▶ **WHAT IS EXPECTED**
What follows is a listing to be repeated in full and without alteration.

● ● ● ● ● ● ●

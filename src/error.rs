//! Error taxonomy for the loading and rendering pipeline.
//!
//! The core returns [`PlotError`]; the application layer wraps it in
//! `anyhow` with additional context.

use std::path::PathBuf;

/// Errors raised by the loader, the freshness cache and the renderer.
#[derive(Debug, thiserror::Error)]
pub enum PlotError {
    /// The input folder contains no matching CSV files.
    #[error("no CSV files in folder {}", folder.display())]
    NoData { folder: PathBuf },

    /// An input or output folder does not exist.
    #[error("folder does not exist: {}", path.display())]
    MissingFolder { path: PathBuf },

    /// A statistic could not be computed for a chart.
    #[error("failed to render '{title}': {message}")]
    Render { title: String, message: String },

    /// A CSV file could not be parsed.
    #[error("failed to parse {}: {source}", path.display())]
    Csv {
        path: PathBuf,
        #[source]
        source: csv::Error,
    },

    /// A CSV row carries more fields than its header.
    #[error("{}:{line}: row has {found} fields but the header has {expected}", path.display())]
    RowTooWide {
        path: PathBuf,
        line: u64,
        expected: usize,
        found: usize,
    },

    /// A filesystem operation failed.
    #[error("I/O error on {}: {source}", path.display())]
    Io {
        path: PathBuf,
        #[source]
        source: std::io::Error,
    },

    /// A chart could not be drawn into a bitmap file.
    #[error("failed to rasterize {}: {message}", path.display())]
    Rasterize { path: PathBuf, message: String },
}

impl PlotError {
    /// Build a render error for the chart with the given title.
    pub fn render(title: &str, message: impl Into<String>) -> Self {
        PlotError::Render {
            title: title.to_string(),
            message: message.into(),
        }
    }

    pub(crate) fn io(path: impl Into<PathBuf>, source: std::io::Error) -> Self {
        PlotError::Io {
            path: path.into(),
            source,
        }
    }
}

pub type Result<T> = std::result::Result<T, PlotError>;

● ● ● ● ● ● ●

▶ **WRITTEN REPLY**
filename src/error.rs
//! Error taxonomy for the loading and rendering pipeline.
//!
//! The core returns [`PlotError`]; the application layer wraps it in
//! `anyhow` with additional context.

use std::path::PathBuf;

/// Errors raised by the loader, the freshness cache and the renderer.
#[derive(Debug, thiserror::Error)]
pub enum PlotError {
    /// The input folder contains no matching CSV files.
    #[error("no CSV files in folder {}", folder.display())]
    NoData { folder: PathBuf },

    /// An input or output folder does not exist.
    #[error("folder does not exist: {}", path.display())]
    MissingFolder { path: PathBuf },

    /// A statistic could not be computed for a chart.
    #[error("failed to render '{title}': {message}")]
    Render { title: String, message: String },

    /// A CSV file could not be parsed.
    #[error("failed to parse {}: {source}", path.display())]
    Csv {
        path: PathBuf,
        #[source]
        source: csv::Error,
    },

    /// A CSV row carries more fields than its header.
    #[error("{}:{line}: row has {found} fields but the header has {expected}", path.display())]
    RowTooWide {
        path: PathBuf,
        line: u64,
        expected: usize,
        found: usize,
    },

    /// A filesystem operation failed.
    #[error("I/O error on {}: {source}", path.display())]
    Io {
        path: PathBuf,
        #[source]
        source: std::io::Error,
    },

    /// A chart could not be drawn into a bitmap file.
    #[error("failed to rasterize {}: {message}", path.display())]
    Rasterize { path: PathBuf, message: String },
}

impl PlotError {
    /// Build a render error for the chart with the given title.
    pub fn render(title: &str, message: impl Into<String>) -> Self {
        PlotError::Render {
            title: title.to_string(),
            message: message.into(),
        }
    }

    pub(crate) fn io(path: impl Into<PathBuf>, source: std::io::Error) -> Self {
        PlotError::Io {
            path: path.into(),
            source,
        }
    }
}

pub type Result<T> = std::result::Result<T, PlotError>;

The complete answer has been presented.